Let x and y be two different variables of type std::atomic<int> and assume that the current value of both of them is 1. What is a most relaxed set of ordering requirements so the the following code generates some output? (i.e., what should be used for order1 ... order4?)
// Thread 1
x.store(0, order1); // A
if(0 == y.load(order2)) // B
std::cout << '1'; // C
// Thread 2
y.store(0, order3); // E
if(0 == x.load(order4)) // F
std::cout << '2'; // G
You need sequential consistency on all operations.
Release/acquire does not actually impose any ordering here, since there is no store before the release-store or load after the acquire-load, which would be ordered by it.

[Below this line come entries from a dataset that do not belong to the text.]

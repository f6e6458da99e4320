//! Tokenizer for the calculated-setting expression language.

use super::error::ExprError;

/// A single token with its byte offset in the source script.
#[derive(Debug, Clone, PartialEq)]
pub(crate) struct Token {
    pub kind: TokenKind,
    pub offset: usize,
}

#[derive(Debug, Clone, PartialEq)]
pub(crate) enum TokenKind {
    Ident(String),
    Number(f64),
    Str(String),

    Return,
    Var,
    True,
    False,
    Null,

    Plus,
    Minus,
    Star,
    Slash,
    Percent,
    Bang,
    Eq,
    EqEq,
    BangEq,
    Lt,
    LtEq,
    Gt,
    GtEq,
    AndAnd,
    OrOr,
    Question,
    Colon,
    LParen,
    RParen,
    LBracket,
    RBracket,
    Dot,
    Comma,
    Semi,
}

pub(crate) fn tokenize(source: &str) -> Result<Vec<Token>, ExprError> {
    let chars: Vec<char> = source.chars().collect();
    let mut tokens = Vec::new();
    let mut i = 0;
    let mut offset = 0;

    while i < chars.len() {
        let c = chars[i];
        let start = offset;

        // Whitespace
        if c.is_whitespace() {
            i += 1;
            offset += c.len_utf8();
            continue;
        }

        // Line and block comments
        if c == '/' && i + 1 < chars.len() {
            if chars[i + 1] == '/' {
                while i < chars.len() && chars[i] != '\n' {
                    offset += chars[i].len_utf8();
                    i += 1;
                }
                continue;
            }
            if chars[i + 1] == '*' {
                i += 2;
                offset += 2;
                while i + 1 < chars.len() && !(chars[i] == '*' && chars[i + 1] == '/') {
                    offset += chars[i].len_utf8();
                    i += 1;
                }
                if i + 1 >= chars.len() {
                    return Err(ExprError::syntax(start, "unterminated block comment"));
                }
                i += 2;
                offset += 2;
                continue;
            }
        }

        // Identifiers and keywords
        if c.is_ascii_alphabetic() || c == '_' || c == '$' {
            let mut ident = String::new();
            while i < chars.len()
                && (chars[i].is_ascii_alphanumeric() || chars[i] == '_' || chars[i] == '$')
            {
                ident.push(chars[i]);
                offset += 1;
                i += 1;
            }
            let kind = match ident.as_str() {
                "return" => TokenKind::Return,
                "var" | "let" => TokenKind::Var,
                "true" => TokenKind::True,
                "false" => TokenKind::False,
                "null" => TokenKind::Null,
                _ => TokenKind::Ident(ident),
            };
            tokens.push(Token {
                kind,
                offset: start,
            });
            continue;
        }

        // Numbers
        if c.is_ascii_digit() {
            let mut text = String::new();
            while i < chars.len() && chars[i].is_ascii_digit() {
                text.push(chars[i]);
                i += 1;
                offset += 1;
            }
            if i + 1 < chars.len() && chars[i] == '.' && chars[i + 1].is_ascii_digit() {
                text.push('.');
                i += 1;
                offset += 1;
                while i < chars.len() && chars[i].is_ascii_digit() {
                    text.push(chars[i]);
                    i += 1;
                    offset += 1;
                }
            }
            if i < chars.len() && (chars[i] == 'e' || chars[i] == 'E') {
                let mut j = i + 1;
                if j < chars.len() && (chars[j] == '+' || chars[j] == '-') {
                    j += 1;
                }
                if j < chars.len() && chars[j].is_ascii_digit() {
                    while i < j {
                        text.push(chars[i]);
                        i += 1;
                        offset += 1;
                    }
                    while i < chars.len() && chars[i].is_ascii_digit() {
                        text.push(chars[i]);
                        i += 1;
                        offset += 1;
                    }
                }
            }
            let value: f64 = text
                .parse()
                .map_err(|_| ExprError::syntax(start, format!("invalid number '{}'", text)))?;
            tokens.push(Token {
                kind: TokenKind::Number(value),
                offset: start,
            });
            continue;
        }

        // Strings (single or double quoted)
        if c == '"' || c == '\'' {
            let quote = c;
            let mut text = String::new();
            i += 1;
            offset += 1;
            let mut closed = false;
            while i < chars.len() {
                let ch = chars[i];
                if ch == '\\' && i + 1 < chars.len() {
                    let escaped = chars[i + 1];
                    text.push(match escaped {
                        'n' => '\n',
                        'r' => '\r',
                        't' => '\t',
                        other => other,
                    });
                    offset += ch.len_utf8() + escaped.len_utf8();
                    i += 2;
                    continue;
                }
                if ch == quote {
                    closed = true;
                    i += 1;
                    offset += 1;
                    break;
                }
                text.push(ch);
                offset += ch.len_utf8();
                i += 1;
            }
            if !closed {
                return Err(ExprError::syntax(start, "unterminated string literal"));
            }
            tokens.push(Token {
                kind: TokenKind::Str(text),
                offset: start,
            });
            continue;
        }

        // Operators and punctuation
        let two = if i + 1 < chars.len() {
            Some((chars[i], chars[i + 1]))
        } else {
            None
        };
        let three = if i + 2 < chars.len() {
            Some((chars[i], chars[i + 1], chars[i + 2]))
        } else {
            None
        };

        // Strict equality collapses onto loose equality
        if let Some(('=', '=', '=')) = three {
            tokens.push(Token {
                kind: TokenKind::EqEq,
                offset: start,
            });
            i += 3;
            offset += 3;
            continue;
        }
        if let Some(('!', '=', '=')) = three {
            tokens.push(Token {
                kind: TokenKind::BangEq,
                offset: start,
            });
            i += 3;
            offset += 3;
            continue;
        }

        let kind = match two {
            Some(('=', '=')) => Some((TokenKind::EqEq, 2)),
            Some(('!', '=')) => Some((TokenKind::BangEq, 2)),
            Some(('<', '=')) => Some((TokenKind::LtEq, 2)),
            Some(('>', '=')) => Some((TokenKind::GtEq, 2)),
            Some(('&', '&')) => Some((TokenKind::AndAnd, 2)),
            Some(('|', '|')) => Some((TokenKind::OrOr, 2)),
            _ => None,
        };
        if let Some((kind, len)) = kind {
            tokens.push(Token {
                kind,
                offset: start,
            });
            i += len;
            offset += len;
            continue;
        }

        let kind = match c {
            '+' => TokenKind::Plus,
            '-' => TokenKind::Minus,
            '*' => TokenKind::Star,
            '/' => TokenKind::Slash,
            '%' => TokenKind::Percent,
            '!' => TokenKind::Bang,
            '=' => TokenKind::Eq,
            '<' => TokenKind::Lt,
            '>' => TokenKind::Gt,
            '?' => TokenKind::Question,
            ':' => TokenKind::Colon,
            '(' => TokenKind::LParen,
            ')' => TokenKind::RParen,
            '[' => TokenKind::LBracket,
            ']' => TokenKind::RBracket,
            '.' => TokenKind::Dot,
            ',' => TokenKind::Comma,
            ';' => TokenKind::Semi,
            other => {
                return Err(ExprError::syntax(
                    start,
                    format!("unexpected character '{}'", other),
                ))
            }
        };
        tokens.push(Token {
            kind,
            offset: start,
        });
        i += 1;
        offset += c.len_utf8();
    }

    Ok(tokens)
}
//! Recursive-descent parser producing the expression-script AST.

use super::error::ExprError;
use super::lexer::{tokenize, Token, TokenKind};

/// A parsed expression script: a sequence of statements.
#[derive(Debug, Clone, PartialEq)]
pub(crate) struct Program {
    pub statements: Vec<Stmt>,
}

#[derive(Debug, Clone, PartialEq)]
pub(crate) enum Stmt {
    /// `return;` or `return expr;`
    Return(Option<Expr>),
    /// `var name = expr;` or `name = expr;`
    Assign { name: String, expr: Expr },
    /// A bare expression evaluated for effect (there are none; kept for parity).
    Expr(Expr),
}

#[derive(Debug, Clone, PartialEq)]
pub(crate) enum Expr {
    Null,
    Bool(bool),
    Number(f64),
    Str(String),
    Array(Vec<Expr>),
    Ident(String),
    Member {
        object: Box<Expr>,
        field: String,
    },
    Index {
        object: Box<Expr>,
        index: Box<Expr>,
    },
    Unary {
        op: UnaryOp,
        expr: Box<Expr>,
    },
    Binary {
        op: BinaryOp,
        lhs: Box<Expr>,
        rhs: Box<Expr>,
    },
    Ternary {
        cond: Box<Expr>,
        then: Box<Expr>,
        otherwise: Box<Expr>,
    },
}

#[derive(Debug, Clone, Copy, PartialEq, Eq)]
pub(crate) enum UnaryOp {
    Not,
    Neg,
}

#[derive(Debug, Clone, Copy, PartialEq, Eq)]
pub(crate) enum BinaryOp {
    Add,
    Sub,
    Mul,
    Div,
    Rem,
    Eq,
    Ne,
    Lt,
    Le,
    Gt,
    Ge,
    And,
    Or,
}

pub(crate) fn parse(source: &str) -> Result<Program, ExprError> {
    let tokens = tokenize(source)?;
    let mut parser = Parser { tokens, pos: 0 };
    parser.program()
}

struct Parser {
    tokens: Vec<Token>,
    pos: usize,
}

impl Parser {
    fn peek(&self) -> Option<&TokenKind> {
        self.tokens.get(self.pos).map(|t| &t.kind)
    }

    fn peek_at(&self, ahead: usize) -> Option<&TokenKind> {
        self.tokens.get(self.pos + ahead).map(|t| &t.kind)
    }

    fn offset(&self) -> usize {
        self.tokens
            .get(self.pos)
            .map(|t| t.offset)
            .unwrap_or_else(|| self.tokens.last().map(|t| t.offset + 1).unwrap_or(0))
    }

    fn advance(&mut self) -> Option<TokenKind> {
        let kind = self.tokens.get(self.pos).map(|t| t.kind.clone());
        self.pos += 1;
        kind
    }

    fn eat(&mut self, kind: &TokenKind) -> bool {
        if self.peek() == Some(kind) {
            self.pos += 1;
            true
        } else {
            false
        }
    }

    fn expect(&mut self, kind: TokenKind, what: &str) -> Result<(), ExprError> {
        if self.eat(&kind) {
            Ok(())
        } else {
            Err(ExprError::syntax(self.offset(), format!("expected {}", what)))
        }
    }

    fn program(&mut self) -> Result<Program, ExprError> {
        let mut statements = Vec::new();
        while self.peek().is_some() {
            // Tolerate empty statements
            if self.eat(&TokenKind::Semi) {
                continue;
            }
            statements.push(self.statement()?);
            if self.peek().is_some() {
                self.expect(TokenKind::Semi, "';' between statements")?;
            }
        }
        Ok(Program { statements })
    }

    fn statement(&mut self) -> Result<Stmt, ExprError> {
        match self.peek() {
            Some(TokenKind::Return) => {
                self.advance();
                if self.peek().is_none() || self.peek() == Some(&TokenKind::Semi) {
                    Ok(Stmt::Return(None))
                } else {
                    Ok(Stmt::Return(Some(self.expression()?)))
                }
            }
            Some(TokenKind::Var) => {
                self.advance();
                let name = match self.advance() {
                    Some(TokenKind::Ident(name)) => name,
                    _ => {
                        return Err(ExprError::syntax(
                            self.offset(),
                            "expected identifier after 'var'",
                        ))
                    }
                };
                self.expect(TokenKind::Eq, "'=' in variable declaration")?;
                Ok(Stmt::Assign {
                    name,
                    expr: self.expression()?,
                })
            }
            Some(TokenKind::Ident(_)) if self.peek_at(1) == Some(&TokenKind::Eq) => {
                let name = match self.advance() {
                    Some(TokenKind::Ident(name)) => name,
                    _ => unreachable!("peeked identifier"),
                };
                self.advance(); // '='
                Ok(Stmt::Assign {
                    name,
                    expr: self.expression()?,
                })
            }
            _ => Ok(Stmt::Expr(self.expression()?)),
        }
    }

    fn expression(&mut self) -> Result<Expr, ExprError> {
        self.ternary()
    }

    fn ternary(&mut self) -> Result<Expr, ExprError> {
        let cond = self.logical_or()?;
        if self.eat(&TokenKind::Question) {
            let then = self.expression()?;
            self.expect(TokenKind::Colon, "':' in conditional expression")?;
            let otherwise = self.expression()?;
            return Ok(Expr::Ternary {
                cond: Box::new(cond),
                then: Box::new(then),
                otherwise: Box::new(otherwise),
            });
        }
        Ok(cond)
    }

    fn logical_or(&mut self) -> Result<Expr, ExprError> {
        let mut lhs = self.logical_and()?;
        while self.eat(&TokenKind::OrOr) {
            let rhs = self.logical_and()?;
            lhs = binary(BinaryOp::Or, lhs, rhs);
        }
        Ok(lhs)
    }

    fn logical_and(&mut self) -> Result<Expr, ExprError> {
        let mut lhs = self.equality()?;
        while self.eat(&TokenKind::AndAnd) {
            let rhs = self.equality()?;
            lhs = binary(BinaryOp::And, lhs, rhs);
        }
        Ok(lhs)
    }

    fn equality(&mut self) -> Result<Expr, ExprError> {
        let mut lhs = self.comparison()?;
        loop {
            let op = match self.peek() {
                Some(TokenKind::EqEq) => BinaryOp::Eq,
                Some(TokenKind::BangEq) => BinaryOp::Ne,
                _ => break,
            };
            self.advance();
            let rhs = self.comparison()?;
            lhs = binary(op, lhs, rhs);
        }
        Ok(lhs)
    }

    fn comparison(&mut self) -> Result<Expr, ExprError> {
        let mut lhs = self.additive()?;
        loop {
            let op = match self.peek() {
                Some(TokenKind::Lt) => BinaryOp::Lt,
                Some(TokenKind::LtEq) => BinaryOp::Le,
                Some(TokenKind::Gt) => BinaryOp::Gt,
                Some(TokenKind::GtEq) => BinaryOp::Ge,
                _ => break,
            };
            self.advance();
            let rhs = self.additive()?;
            lhs = binary(op, lhs, rhs);
        }
        Ok(lhs)
    }

    fn additive(&mut self) -> Result<Expr, ExprError> {
        let mut lhs = self.multiplicative()?;
        loop {
            let op = match self.peek() {
                Some(TokenKind::Plus) => BinaryOp::Add,
                Some(TokenKind::Minus) => BinaryOp::Sub,
                _ => break,
            };
            self.advance();
            let rhs = self.multiplicative()?;
            lhs = binary(op, lhs, rhs);
        }
        Ok(lhs)
    }

    fn multiplicative(&mut self) -> Result<Expr, ExprError> {
        let mut lhs = self.unary()?;
        loop {
            let op = match self.peek() {
                Some(TokenKind::Star) => BinaryOp::Mul,
                Some(TokenKind::Slash) => BinaryOp::Div,
                Some(TokenKind::Percent) => BinaryOp::Rem,
                _ => break,
            };
            self.advance();
            let rhs = self.unary()?;
            lhs = binary(op, lhs, rhs);
        }
        Ok(lhs)
    }

    fn unary(&mut self) -> Result<Expr, ExprError> {
        let op = match self.peek() {
            Some(TokenKind::Bang) => Some(UnaryOp::Not),
            Some(TokenKind::Minus) => Some(UnaryOp::Neg),
            _ => None,
        };
        if let Some(op) = op {
            self.advance();
            let expr = self.unary()?;
            return Ok(Expr::Unary {
                op,
                expr: Box::new(expr),
            });
        }
        self.postfix()
    }

    fn postfix(&mut self) -> Result<Expr, ExprError> {
        let mut expr = self.primary()?;
        loop {
            if self.eat(&TokenKind::Dot) {
                let field = match self.advance() {
                    Some(TokenKind::Ident(name)) => name,
                    _ => {
                        return Err(ExprError::syntax(
                            self.offset(),
                            "expected property name after '.'",
                        ))
                    }
                };
                expr = Expr::Member {
                    object: Box::new(expr),
                    field,
                };
                continue;
            }
            if self.eat(&TokenKind::LBracket) {
                let index = self.expression()?;
                self.expect(TokenKind::RBracket, "']' after index expression")?;
                expr = Expr::Index {
                    object: Box::new(expr),
                    index: Box::new(index),
                };
                continue;
            }
            break;
        }
        Ok(expr)
    }

    fn primary(&mut self) -> Result<Expr, ExprError> {
        let offset = self.offset();
        match self.advance() {
            Some(TokenKind::Number(value)) => Ok(Expr::Number(value)),
            Some(TokenKind::Str(value)) => Ok(Expr::Str(value)),
            Some(TokenKind::True) => Ok(Expr::Bool(true)),
            Some(TokenKind::False) => Ok(Expr::Bool(false)),
            Some(TokenKind::Null) => Ok(Expr::Null),
            Some(TokenKind::Ident(name)) => Ok(Expr::Ident(name)),
            Some(TokenKind::LParen) => {
                let expr = self.expression()?;
                self.expect(TokenKind::RParen, "')' after expression")?;
                Ok(expr)
            }
            Some(TokenKind::LBracket) => {
                let mut items = Vec::new();
                if !self.eat(&TokenKind::RBracket) {
                    loop {
                        items.push(self.expression()?);
                        if self.eat(&TokenKind::Comma) {
                            continue;
                        }
                        self.expect(TokenKind::RBracket, "']' after array literal")?;
                        break;
                    }
                }
                Ok(Expr::Array(items))
            }
            Some(other) => Err(ExprError::syntax(
                offset,
                format!("unexpected token {:?}", other),
            )),
            None => Err(ExprError::syntax(offset, "unexpected end of script")),
        }
    }
}

fn binary(op: BinaryOp, lhs: Expr, rhs: Expr) -> Expr {
    Expr::Binary {
        op,
        lhs: Box::new(lhs),
        rhs: Box::new(rhs),
    }
}
//! Inspect and plugins command handlers

use crate::cli::{output, InspectArgs, PluginsArgs};
use crate::plugin::PluginRegistry;

/// Handle `gridboard inspect`
pub fn handle_inspect(args: &InspectArgs) -> Result<String, Box<dyn std::error::Error>> {
    let document = super::run::read_document(&args.dashboard)?;

    if args.json {
        return Ok(output::format_document_json(&document));
    }

    let mut report = format!(
        "{} (version {}, {} columns)\n",
        args.dashboard.display(),
        document.version,
        document.columns_or_default()
    );
    report.push_str("\nDatasources:\n");
    report.push_str(&output::format_datasources_table(&document));
    report.push_str("\n\nPanes:\n");
    report.push_str(&output::format_panes_table(&document));
    Ok(report)
}

/// Handle `gridboard plugins`
pub fn handle_plugins(args: &PluginsArgs) -> Result<String, Box<dyn std::error::Error>> {
    let registry = PluginRegistry::with_builtins();
    let datasources = registry.datasource_types();
    let widgets = registry.widget_types();

    if args.json {
        Ok(output::format_plugins_json(&datasources, &widgets))
    } else {
        Ok(output::format_plugins_table(&datasources, &widgets))
    }
}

Relaxed memory ordering on any of the stores, e.g. x.store could cause the stores to become visible in different orders in the two threads. It then does not violate the sequential ordering of the remaining operations to have the relaxed store be visible after the load in the other thread, while the other store still is ordered after its corresponding load in the sequentially consistent total order.
With sequential ordering on all operations output is guaranteed, because there must be a total order of the sequential operations observed the same way in all threads. This order must be consistent with the sequencing order in the threads, i.e. x.store < y.load and y.store < x.load. The only possibilities are:
x.store < y.load < y.store < x.load
x.store < y.store < x.load < y.load
x.store < y.store < y.load < x.load
y.store < x.load < x.store < y.load
y.store < x.store < y.load < x.load
y.store < x.store < x.load < y.load
All of which observe for one of the variables a load after the store, triggering one of the cout statements.
If e.g. x.store is not memory_order_seq_cst, then, while it still needs to be sequenced before y.load in thread 1, it could become visible after x.load in thread 2.
y.load < y.store < x.load would then still satisfy the sequential consistency of the other operations and the modification order of x is trivially satisfied anyway.